What to work on
All of the data below is to be output without alteration.

Saved data entries:
━━━━
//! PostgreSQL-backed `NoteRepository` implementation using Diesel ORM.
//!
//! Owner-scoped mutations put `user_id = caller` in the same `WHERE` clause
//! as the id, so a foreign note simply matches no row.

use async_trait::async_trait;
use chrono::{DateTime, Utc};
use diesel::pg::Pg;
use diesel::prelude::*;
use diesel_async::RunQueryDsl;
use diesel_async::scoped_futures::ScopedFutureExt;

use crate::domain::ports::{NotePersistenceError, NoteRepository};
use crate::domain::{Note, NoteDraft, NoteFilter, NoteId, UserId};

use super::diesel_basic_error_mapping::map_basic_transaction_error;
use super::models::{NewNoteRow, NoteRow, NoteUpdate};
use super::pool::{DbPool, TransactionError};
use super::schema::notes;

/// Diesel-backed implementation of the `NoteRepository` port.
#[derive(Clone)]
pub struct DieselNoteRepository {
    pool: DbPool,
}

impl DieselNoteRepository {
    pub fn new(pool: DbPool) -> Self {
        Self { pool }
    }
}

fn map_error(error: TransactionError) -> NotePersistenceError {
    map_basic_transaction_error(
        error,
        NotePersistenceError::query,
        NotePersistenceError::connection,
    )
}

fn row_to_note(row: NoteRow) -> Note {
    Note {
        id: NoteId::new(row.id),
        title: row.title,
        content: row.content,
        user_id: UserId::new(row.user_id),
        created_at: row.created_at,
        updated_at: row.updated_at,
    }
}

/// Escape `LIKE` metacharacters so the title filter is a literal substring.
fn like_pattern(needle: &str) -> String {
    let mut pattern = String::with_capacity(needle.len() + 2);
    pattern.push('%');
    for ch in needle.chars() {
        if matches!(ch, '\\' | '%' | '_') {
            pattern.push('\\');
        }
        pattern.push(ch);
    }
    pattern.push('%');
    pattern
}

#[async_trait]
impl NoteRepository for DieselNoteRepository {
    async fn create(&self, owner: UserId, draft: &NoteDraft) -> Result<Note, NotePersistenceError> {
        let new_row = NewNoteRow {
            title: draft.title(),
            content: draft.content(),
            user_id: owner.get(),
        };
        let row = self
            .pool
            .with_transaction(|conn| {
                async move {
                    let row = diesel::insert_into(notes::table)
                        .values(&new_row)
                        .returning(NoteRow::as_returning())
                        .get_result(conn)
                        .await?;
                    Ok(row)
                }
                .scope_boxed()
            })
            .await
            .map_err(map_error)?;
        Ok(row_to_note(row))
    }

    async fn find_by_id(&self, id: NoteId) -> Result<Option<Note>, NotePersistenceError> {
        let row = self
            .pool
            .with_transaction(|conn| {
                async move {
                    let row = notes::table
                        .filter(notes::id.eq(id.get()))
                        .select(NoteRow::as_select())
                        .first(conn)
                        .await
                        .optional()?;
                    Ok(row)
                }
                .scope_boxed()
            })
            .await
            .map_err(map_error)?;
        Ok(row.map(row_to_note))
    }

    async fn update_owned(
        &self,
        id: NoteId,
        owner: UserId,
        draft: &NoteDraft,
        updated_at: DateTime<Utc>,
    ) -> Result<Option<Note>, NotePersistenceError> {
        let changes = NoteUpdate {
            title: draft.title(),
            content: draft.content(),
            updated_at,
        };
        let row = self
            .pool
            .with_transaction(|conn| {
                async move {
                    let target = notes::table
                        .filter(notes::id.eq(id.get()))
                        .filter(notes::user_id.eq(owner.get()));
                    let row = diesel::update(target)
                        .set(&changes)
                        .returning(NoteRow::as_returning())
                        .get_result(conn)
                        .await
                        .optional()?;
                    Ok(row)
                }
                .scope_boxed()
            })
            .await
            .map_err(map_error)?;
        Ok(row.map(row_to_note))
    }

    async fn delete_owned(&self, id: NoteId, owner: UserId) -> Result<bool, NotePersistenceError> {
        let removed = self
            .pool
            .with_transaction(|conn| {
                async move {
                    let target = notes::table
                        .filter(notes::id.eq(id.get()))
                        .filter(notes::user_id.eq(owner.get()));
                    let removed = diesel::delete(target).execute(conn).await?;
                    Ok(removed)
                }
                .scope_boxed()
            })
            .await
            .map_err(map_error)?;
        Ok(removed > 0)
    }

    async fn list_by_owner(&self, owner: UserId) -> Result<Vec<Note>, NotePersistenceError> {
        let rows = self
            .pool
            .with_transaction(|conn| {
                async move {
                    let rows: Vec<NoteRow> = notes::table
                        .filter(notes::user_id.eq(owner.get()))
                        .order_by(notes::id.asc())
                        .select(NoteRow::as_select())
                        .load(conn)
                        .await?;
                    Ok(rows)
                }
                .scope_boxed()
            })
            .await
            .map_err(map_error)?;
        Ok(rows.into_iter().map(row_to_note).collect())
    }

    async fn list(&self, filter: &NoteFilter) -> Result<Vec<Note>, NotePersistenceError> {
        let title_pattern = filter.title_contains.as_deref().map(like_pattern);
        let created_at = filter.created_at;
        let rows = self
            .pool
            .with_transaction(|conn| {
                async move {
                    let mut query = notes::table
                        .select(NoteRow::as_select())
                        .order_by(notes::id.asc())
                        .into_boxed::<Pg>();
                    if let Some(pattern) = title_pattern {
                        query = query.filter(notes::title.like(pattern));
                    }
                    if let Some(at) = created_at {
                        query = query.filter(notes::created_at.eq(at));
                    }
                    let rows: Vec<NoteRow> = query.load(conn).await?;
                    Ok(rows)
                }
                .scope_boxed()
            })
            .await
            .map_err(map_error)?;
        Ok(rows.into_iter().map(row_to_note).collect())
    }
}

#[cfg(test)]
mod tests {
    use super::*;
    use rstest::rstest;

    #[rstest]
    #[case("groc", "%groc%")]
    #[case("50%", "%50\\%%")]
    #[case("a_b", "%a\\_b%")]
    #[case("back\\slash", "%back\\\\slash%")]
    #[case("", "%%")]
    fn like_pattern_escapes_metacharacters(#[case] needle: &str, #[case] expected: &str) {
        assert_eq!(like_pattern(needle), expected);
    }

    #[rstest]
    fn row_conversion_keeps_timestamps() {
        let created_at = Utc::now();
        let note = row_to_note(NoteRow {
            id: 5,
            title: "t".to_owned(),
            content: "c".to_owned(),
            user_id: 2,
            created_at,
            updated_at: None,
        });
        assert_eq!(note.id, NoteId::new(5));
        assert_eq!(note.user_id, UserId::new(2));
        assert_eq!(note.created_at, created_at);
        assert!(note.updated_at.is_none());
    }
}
━━━━
Exercise result
//! PostgreSQL-backed `NoteRepository` implementation using Diesel ORM.
//!
//! Owner-scoped mutations put `user_id = caller` in the same `WHERE` clause
//! as the id, so a foreign note simply matches no row.

use async_trait::async_trait;
use chrono::{DateTime, Utc};
use diesel::pg::Pg;
use diesel::prelude::*;
use diesel_async::RunQueryDsl;
use diesel_async::scoped_futures::ScopedFutureExt;

use crate::domain::ports::{NotePersistenceError, NoteRepository};
use crate::domain::{Note, NoteDraft, NoteFilter, NoteId, UserId};

use super::diesel_basic_error_mapping::map_basic_transaction_error;
use super::models::{NewNoteRow, NoteRow, NoteUpdate};
use super::pool::{DbPool, TransactionError};
use super::schema::notes;

/// Diesel-backed implementation of the `NoteRepository` port.
#[derive(Clone)]
pub struct DieselNoteRepository {
    pool: DbPool,
}

impl DieselNoteRepository {
    pub fn new(pool: DbPool) -> Self {
        Self { pool }
    }
}

fn map_error(error: TransactionError) -> NotePersistenceError {
    map_basic_transaction_error(
        error,
        NotePersistenceError::query,
        NotePersistenceError::connection,
    )
}

fn row_to_note(row: NoteRow) -> Note {
    Note {
        id: NoteId::new(row.id),
        title: row.title,
        content: row.content,
        user_id: UserId::new(row.user_id),
        created_at: row.created_at,
        updated_at: row.updated_at,
    }
}

/// Escape `LIKE` metacharacters so the title filter is a literal substring.
fn like_pattern(needle: &str) -> String {
    let mut pattern = String::with_capacity(needle.len() + 2);
    pattern.push('%');
    for ch in needle.chars() {
        if matches!(ch, '\\' | '%' | '_') {
            pattern.push('\\');
        }
        pattern.push(ch);
    }
    pattern.push('%');
    pattern
}

#[async_trait]
impl NoteRepository for DieselNoteRepository {
    async fn create(&self, owner: UserId, draft: &NoteDraft) -> Result<Note, NotePersistenceError> {
        let new_row = NewNoteRow {
            title: draft.title(),
            content: draft.content(),
            user_id: owner.get(),
        };
        let row = self
            .pool
            .with_transaction(|conn| {
                async move {
                    let row = diesel::insert_into(notes::table)
                        .values(&new_row)
                        .returning(NoteRow::as_returning())
                        .get_result(conn)
                        .await?;
                    Ok(row)
                }
                .scope_boxed()
            })
            .await
            .map_err(map_error)?;
        Ok(row_to_note(row))
    }

    async fn find_by_id(&self, id: NoteId) -> Result<Option<Note>, NotePersistenceError> {
        let row = self
            .pool
            .with_transaction(|conn| {
                async move {
                    let row = notes::table
                        .filter(notes::id.eq(id.get()))
                        .select(NoteRow::as_select())
                        .first(conn)
                        .await
                        .optional()?;
                    Ok(row)
                }
                .scope_boxed()
            })
            .await
            .map_err(map_error)?;
        Ok(row.map(row_to_note))
    }

    async fn update_owned(
        &self,
        id: NoteId,
        owner: UserId,
        draft: &NoteDraft,
        updated_at: DateTime<Utc>,
    ) -> Result<Option<Note>, NotePersistenceError> {
        let changes = NoteUpdate {
            title: draft.title(),
            content: draft.content(),
            updated_at,
        };
        let row = self
            .pool
            .with_transaction(|conn| {
                async move {
                    let target = notes::table
                        .filter(notes::id.eq(id.get()))
                        .filter(notes::user_id.eq(owner.get()));
                    let row = diesel::update(target)
                        .set(&changes)
                        .returning(NoteRow::as_returning())
                        .get_result(conn)
                        .await
                        .optional()?;
                    Ok(row)
                }
                .scope_boxed()
            })
            .await
            .map_err(map_error)?;
        Ok(row.map(row_to_note))
    }

    async fn delete_owned(&self, id: NoteId, owner: UserId) -> Result<bool, NotePersistenceError> {
        let removed = self
            .pool
            .with_transaction(|conn| {
                async move {
                    let target = notes::table
                        .filter(notes::id.eq(id.get()))
                        .filter(notes::user_id.eq(owner.get()));
                    let removed = diesel::delete(target).execute(conn).await?;
                    Ok(removed)
                }
                .scope_boxed()
            })
            .await
            .map_err(map_error)?;
        Ok(removed > 0)
    }

    async fn list_by_owner(&self, owner: UserId) -> Result<Vec<Note>, NotePersistenceError> {
        let rows = self
            .pool
            .with_transaction(|conn| {
                async move {
                    let rows: Vec<NoteRow> = notes::table
                        .filter(notes::user_id.eq(owner.get()))
                        .order_by(notes::id.asc())
                        .select(NoteRow::as_select())
                        .load(conn)
                        .await?;
                    Ok(rows)
                }
                .scope_boxed()
            })
            .await
            .map_err(map_error)?;
        Ok(rows.into_iter().map(row_to_note).collect())
    }

    async fn list(&self, filter: &NoteFilter) -> Result<Vec<Note>, NotePersistenceError> {
        let title_pattern = filter.title_contains.as_deref().map(like_pattern);
        let created_at = filter.created_at;
        let rows = self
            .pool
            .with_transaction(|conn| {
                async move {
                    let mut query = notes::table
                        .select(NoteRow::as_select())
                        .order_by(notes::id.asc())
                        .into_boxed::<Pg>();
                    if let Some(pattern) = title_pattern {
                        query = query.filter(notes::title.like(pattern));
                    }
                    if let Some(at) = created_at {
                        query = query.filter(notes::created_at.eq(at));
                    }
                    let rows: Vec<NoteRow> = query.load(conn).await?;
                    Ok(rows)
                }
                .scope_boxed()
            })
            .await
            .map_err(map_error)?;
        Ok(rows.into_iter().map(row_to_note).collect())
    }
}

#[cfg(test)]
mod tests {
    use super::*;
    use rstest::rstest;

    #[rstest]
    #[case("groc", "%groc%")]
    #[case("50%", "%50\\%%")]
    #[case("a_b", "%a\\_b%")]
    #[case("back\\slash", "%back\\\\slash%")]
    #[case("", "%%")]
    fn like_pattern_escapes_metacharacters(#[case] needle: &str, #[case] expected: &str) {
        assert_eq!(like_pattern(needle), expected);
    }

    #[rstest]
    fn row_conversion_keeps_timestamps() {
        let created_at = Utc::now();
        let note = row_to_note(NoteRow {
            id: 5,
            title: "t".to_owned(),
            content: "c".to_owned(),
            user_id: 2,
            created_at,
            updated_at: None,
        });
        assert_eq!(note.id, NoteId::new(5));
        assert_eq!(note.user_id, UserId::new(2));
        assert_eq!(note.created_at, created_at);
        assert!(note.updated_at.is_none());
    }
}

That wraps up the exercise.